I’ve only got 3 hours sleep coming, tops. I’m off to sleep now. I am still processing this fuckery between Art and Costume and the production team so I might have overstated it. But it seems pretty clear to me. And utterly unnecessary. If you think you know how things should be done better than someone, prove it by doing it better within the constraints you have been given, not by leaning back, folding your arms and saying “I could’ve told them it’d explode.” Maybe I’m just tired. I’ve been doing quite a lot… … …

Night.

 

 

Someone

“Do you have the wig sorted,” I first ask the art director about ten days ago. I know my L actor hasn’t been asked head measurements yet. “It’s not my area, but someone is looking after it,” I’m told. “Great,” I say, and brake gently to let a pedestrian cross the road.

“Just checking the wig is in hand? Without the wig we don’t have a L and that’s going to fall on me,” I say again, five days ago. “Someone’s going to be on hair and make-up, it’s not my area.” “Cool, but someone’s on it?” “Of course someone’s on it.” “Great,” I finish, and the lights change to green.

The day before yesterday I check with costume department instead: “Have you got the wig in time for the fitting?” “Hair and make-up will have the wig.” “Ok, do you know who’s on hair and make-up?” “H will know.” “Oh great – so H has got someone?” “Yeah there’ll be someone.” “Fine then. H said someone was on it a few days ago. I’ll relax,” I say, as I check my mirrors and indicate left.

There are wiggies out there with a box full of wigs. They’ve got everything. They aren’t cheap but they’re incredible. I’ve met them. I’ve kissed one. She was a great kisser. H must have booked one of those wonderful wiggies, I think, knowing my actor still hasn’t been asked for head measurements. H hasn’t seemed concerned every time I’ve checked. It must be in hand. I ease forward gently, aware of the dangerous driver on my right.

Today. 4pm.

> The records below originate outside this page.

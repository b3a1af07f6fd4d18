use crate::types::{Address, TargetLayout};

/// Forward-only reader over a local buffer holding target-layout bytes
///
/// Every accessor returns `None` once the buffer is exhausted; callers turn
/// that into the error that fits their stream.
#[derive(Debug, Clone)]
pub(crate) struct ByteCursor<'a>
{
    bytes: &'a [u8],
    offset: usize,
    layout: TargetLayout,
}

impl<'a> ByteCursor<'a>
{
    pub(crate) fn new(bytes: &'a [u8], layout: TargetLayout) -> Self
    {
        Self {
            bytes,
            offset: 0,
            layout,
        }
    }

    pub(crate) fn offset(&self) -> usize
    {
        self.offset
    }

    pub(crate) fn remaining(&self) -> usize
    {
        self.bytes.len() - self.offset
    }

    pub(crate) fn seek(&mut self, offset: usize) -> Option<()>
    {
        (offset <= self.bytes.len()).then(|| self.offset = offset)
    }

    pub(crate) fn take(&mut self, len: usize) -> Option<&'a [u8]>
    {
        let end = self.offset.checked_add(len)?;
        let slice = self.bytes.get(self.offset..end)?;
        self.offset = end;
        Some(slice)
    }

    pub(crate) fn skip(&mut self, len: usize) -> Option<()>
    {
        self.take(len).map(|_| ())
    }

    pub(crate) fn u16(&mut self) -> Option<u16>
    {
        let bytes = self.take(2)?;
        Some(self.layout.endianness.decode_u16([bytes[0], bytes[1]]))
    }

    pub(crate) fn u32(&mut self) -> Option<u32>
    {
        let bytes = self.take(4)?;
        Some(self.layout.endianness.decode_u32([bytes[0], bytes[1], bytes[2], bytes[3]]))
    }

    pub(crate) fn pointer(&mut self) -> Option<Address>
    {
        let bytes = self.take(self.layout.pointer_size())?;
        Some(self.layout.decode_pointer(bytes))
    }

    /// A `size_t`-style field; same width as a pointer.
    pub(crate) fn size(&mut self) -> Option<u64>
    {
        self.pointer().map(Address::value)
    }
}

#[cfg(test)]
mod tests
{
    use super::*;
    use crate::types::{Endianness, PointerWidth};

    #[test]
    fn test_cursor_reads_in_target_order()
    {
        let layout = TargetLayout::new(Endianness::Big, PointerWidth::Four);
        let bytes = [0x00, 0x01, 0x00, 0x00, 0x00, 0x02, 0x10, 0x00, 0x00, 0x00];
        let mut cursor = ByteCursor::new(&bytes, layout);
        assert_eq!(cursor.u16(), Some(1));
        assert_eq!(cursor.u32(), Some(2));
        assert_eq!(cursor.pointer(), Some(Address::new(0x1000_0000)));
        assert_eq!(cursor.remaining(), 0);
        assert_eq!(cursor.u16(), None);
    }

    #[test]
    fn test_cursor_short_read_does_not_advance()
    {
        let layout = TargetLayout::new(Endianness::Little, PointerWidth::Eight);
        let bytes = [0u8; 6];
        let mut cursor = ByteCursor::new(&bytes, layout);
        assert_eq!(cursor.pointer(), None);
        assert_eq!(cursor.offset(), 0);
        assert!(cursor.seek(7).is_none());
        assert!(cursor.seek(6).is_some());
    }
}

The shops close in an hour until after the shoot. I’m talking to the Art Director – the one who has told me “someone” is on it for over a week now. This time I’m actually in the office, not on speakerphone. I’m standing in Art Department.

“I’m just sending the call time to the L for tomorrow to get into his wig,” I say. “I’m calling him an hour ahead of the others so we can get him fitted up. Can you give me the email of whoever is on hair and make-up?”

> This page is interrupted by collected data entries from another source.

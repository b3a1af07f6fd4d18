//! # Descriptor Wire Format
//!
//! Decodes the fixed header a target publishes so that an out-of-process tool
//! can find everything else.
//!
//! ## Layout
//!
//! | Field              | Size          | Notes                                     |
//! |--------------------|---------------|-------------------------------------------|
//! | magic              | 8             | [`DESCRIPTOR_MAGIC`] in target byte order |
//! | platform flags     | 4             | bit 0 must be set, bit 1 selects width    |
//! | payload length     | 4             | byte count of the data context            |
//! | payload address    | pointer width | absolute remote address                   |
//! | pointer data count | 4             | entries in the pointer-fixup table        |
//! | padding            | 4             | ignored                                   |
//! | pointer data addr  | pointer width | absolute remote address                   |
//!
//! ## Negotiation
//!
//! The byte order is discovered, not assumed: the magic is read once and
//! interpreted both ways, and exactly one interpretation has to match. The
//! pointer width comes from the flags, which are decoded with the byte order
//! found in the first step.
//!
//! Each field is read on its own, so decoding the header needs a handful of
//! bytes of working memory. Only the payload is buffered as a whole.

use tracing::debug;

use crate::config::ReaderConfig;
use crate::error::{ReaderError, ReaderResult};
use crate::memory::RemoteMemory;
use crate::types::{Address, Endianness, PointerWidth, TargetLayout};

/// Descriptor magic, `"DNCCDAC\0"` when stored little-endian
pub const DESCRIPTOR_MAGIC: u64 = 0x0043_4144_4343_4e44;

/// Platform flag that every valid descriptor sets
pub const FLAG_RESERVED: u32 = 1 << 0;

/// Platform flag selecting 8-byte pointers (clear means 4-byte)
pub const FLAG_POINTER_64: u32 = 1 << 1;

/// Decoded descriptor header
#[derive(Debug, Clone, Copy, PartialEq, Eq)]
pub struct DescriptorHeader
{
    /// Byte order and pointer width negotiated from magic and flags
    pub layout: TargetLayout,
    /// Raw platform flags
    pub flags: u32,
    /// Length of the data-context payload
    pub payload_len: u32,
    /// Where the data-context payload lives
    pub payload_address: Address,
    /// Number of entries in the pointer-fixup table
    pub pointer_data_count: u32,
    /// Where the pointer-fixup table lives
    pub pointer_data_address: Address,
}

impl DescriptorHeader
{
    /// Encoded size of a header for the given pointer width
    ///
    /// ```rust
    /// use dcr_core::types::PointerWidth;
    /// use dcr_core::wire::DescriptorHeader;
    ///
    /// assert_eq!(DescriptorHeader::encoded_size(PointerWidth::Eight), 40);
    /// assert_eq!(DescriptorHeader::encoded_size(PointerWidth::Four), 32);
    /// ```
    #[must_use]
    pub const fn encoded_size(pointer_width: PointerWidth) -> usize
    {
        24 + 2 * pointer_width.bytes()
    }
}

/// A header together with the payload it points at
#[derive(Debug, Clone, PartialEq, Eq)]
pub struct Descriptor
{
    /// Decoded header
    pub header: DescriptorHeader,
    /// `header.payload_len` bytes read from `header.payload_address`
    pub payload: Vec<u8>,
}

/// Work out the target byte order from the raw magic bytes.
///
/// ## Errors
///
/// Returns [`ReaderError::InvalidMagic`] unless exactly one byte order turns
/// the bytes into [`DESCRIPTOR_MAGIC`].
///
/// ```rust
/// use dcr_core::types::Endianness;
/// use dcr_core::wire::{detect_endianness, DESCRIPTOR_MAGIC};
///
/// let bytes = DESCRIPTOR_MAGIC.to_be_bytes();
/// assert_eq!(detect_endianness(bytes).unwrap(), Endianness::Big);
/// ```
pub fn detect_endianness(magic: [u8; 8]) -> ReaderResult<Endianness>
{
    let little = u64::from_le_bytes(magic);
    let big = u64::from_be_bytes(magic);
    match (little == DESCRIPTOR_MAGIC, big == DESCRIPTOR_MAGIC) {
        (true, false) => Ok(Endianness::Little),
        (false, true) => Ok(Endianness::Big),
        _ => Err(ReaderError::InvalidMagic { found: little }),
    }
}

/// Validate platform flags and extract the pointer width.
///
/// ## Errors
///
/// Returns [`ReaderError::CorruptDescriptor`] when bit 0 is clear.
pub fn pointer_width_from_flags(flags: u32) -> ReaderResult<PointerWidth>
{
    if flags & FLAG_RESERVED == 0 {
        return Err(ReaderError::CorruptDescriptor(format!(
            "platform flags 0x{flags:08x} do not have bit 0 set"
        )));
    }
    if flags & FLAG_POINTER_64 == 0 {
        Ok(PointerWidth::Four)
    } else {
        Ok(PointerWidth::Eight)
    }
}

fn field_error(field: &str, source: &ReaderError) -> ReaderError
{
    ReaderError::CorruptDescriptor(format!("could not read {field}: {source}"))
}

fn advance(address: Address, by: usize) -> ReaderResult<Address>
{
    address
        .checked_add(by as u64)
        .ok_or_else(|| ReaderError::CorruptDescriptor(format!("descriptor at {address} runs past the address space")))
}

/// Decode the header at `address`.
///
/// ## Errors
///
/// - [`ReaderError::InvalidMagic`]: neither byte order matches
/// - [`ReaderError::CorruptDescriptor`]: a field could not be read, or flag
///   bit 0 is clear
pub fn read_header(memory: &RemoteMemory<'_>, address: Address) -> ReaderResult<DescriptorHeader>
{
    let magic = memory
        .read_array::<8>(address)
        .map_err(|e| field_error("magic", &e))?;
    let endianness = detect_endianness(magic)?;
    debug!(%address, %endianness, "descriptor magic matched");

    let mut cursor = advance(address, 8)?;
    let flags = memory
        .read_u32(cursor, endianness)
        .map_err(|e| field_error("platform flags", &e))?;
    let pointer_width = pointer_width_from_flags(flags)?;
    let layout = TargetLayout::new(endianness, pointer_width);
    debug!("platform flags 0x{flags:08x}, {pointer_width} pointers");

    cursor = advance(cursor, 4)?;
    let payload_len = memory
        .read_u32(cursor, endianness)
        .map_err(|e| field_error("payload length", &e))?;
    debug!(payload_len, "payload length");

    cursor = advance(cursor, 4)?;
    let payload_address = memory
        .read_pointer(cursor, &layout)
        .map_err(|e| field_error("payload address", &e))?;
    debug!(%payload_address, "payload address");

    cursor = advance(cursor, pointer_width.bytes())?;
    let pointer_data_count = memory
        .read_u32(cursor, endianness)
        .map_err(|e| field_error("pointer data count", &e))?;
    debug!(pointer_data_count, "pointer data count");

    // count, then padding
    cursor = advance(cursor, 4 + 4)?;
    let pointer_data_address = memory
        .read_pointer(cursor, &layout)
        .map_err(|e| field_error("pointer data address", &e))?;
    debug!(%pointer_data_address, "pointer data address");

    Ok(DescriptorHeader {
        layout,
        flags,
        payload_len,
        payload_address,
        pointer_data_count,
        pointer_data_address,
    })
}

/// Fetch the payload a header points at.
///
/// ## Errors
///
/// Returns [`ReaderError::CorruptDescriptor`] if the payload is larger than
/// `config.max_payload_len` or cannot be read.
pub fn read_payload(memory: &RemoteMemory<'_>, header: &DescriptorHeader, config: &ReaderConfig) -> ReaderResult<Vec<u8>>
{
    if header.payload_len > config.max_payload_len {
        return Err(ReaderError::CorruptDescriptor(format!(
            "payload length {} exceeds the configured limit of {}",
            header.payload_len, config.max_payload_len
        )));
    }
    memory
        .read_vec(header.payload_address, header.payload_len as usize)
        .map_err(|e| field_error("payload", &e))
}

/// Decode the header at `address` and fetch its payload.
///
/// ## Errors
///
/// See [`read_header`] and [`read_payload`].
pub fn read_descriptor(memory: &RemoteMemory<'_>, address: Address, config: &ReaderConfig) -> ReaderResult<Descriptor>
{
    let header = read_header(memory, address)?;
    let payload = read_payload(memory, &header, config)?;
    Ok(Descriptor { header, payload })
}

“I don’t know who that is. That’s not my area.”

… that’s weird, I think. Who is your someone if you don’t know their email …

I’m sent to M. M booked me. Must’ve booked the someone.

“Hi, I’m just doing the calls for the show and tell tomorrow and I don’t have an email for hair and makeup for L?” M looks confused. “Ask H?” … “H sent me to you.”

I go back to H. By now I’ve realised that “someone” means “not me” to H but I’m still hoping… hoping. But no.

The word “should” has gotten involved when I wasn’t looking. The most poisonous word in the dictionary.

Delineations in this chaos? Really?

“Not my area.”

Oh actual fuck. We need L tomorrow and we’ve got a bloke with a face. This has been my prime concern for over a week. “Someone”.

A knife of cold runs right through me. Art MUST KNOW that nobody is on this… The amount of times I’ve checked with them. I go to art department again.

“I gave M the numbers of two people I know,” Art shrugs. “They should have phoned and booked one of them.” Another shrug.

“not my area” dances around in my head like the acid sequence in a 70’s TV show spiralling in crazy patterns alongside ticking clocks and eyes held open with toothpicks. tickticktickticknotmyareasomeonesomeonetickticktick

SOMEONE has dug a hole and let someone else walk into it and it feels it’s because of a notion of delineation of labour. If I hadn’t caught it at the last second it would’ve been considerably worse. Just as well there’s a driver that doesn’t draw a line around himself. I wasn’t even supposed to be there for another 4 hours. I just got in early to make sure all the actors had information.

It’s like “someone” would sooner make a point than get the job done smoothly.

“Can you call one of these two people of yours?” I beg H.

“It’s not my job.”

“Well, I’m a fucking driver. Do you think it’s my job? Come on do me a solid and help me out here. We’re all pulling in the same direction aren’t we?” Is that another shrug?

“Ok. I’m on it.”

A friend of H comes in at short notice and wants enough to get an Oculus Rift every day for a just few hours work tomorrow and a slightly longer day Sunday. We’ve got no choice. It’d take me three days to afford an Oculus Rift, dammit. Last minute wigs. That’s where the real money’s at.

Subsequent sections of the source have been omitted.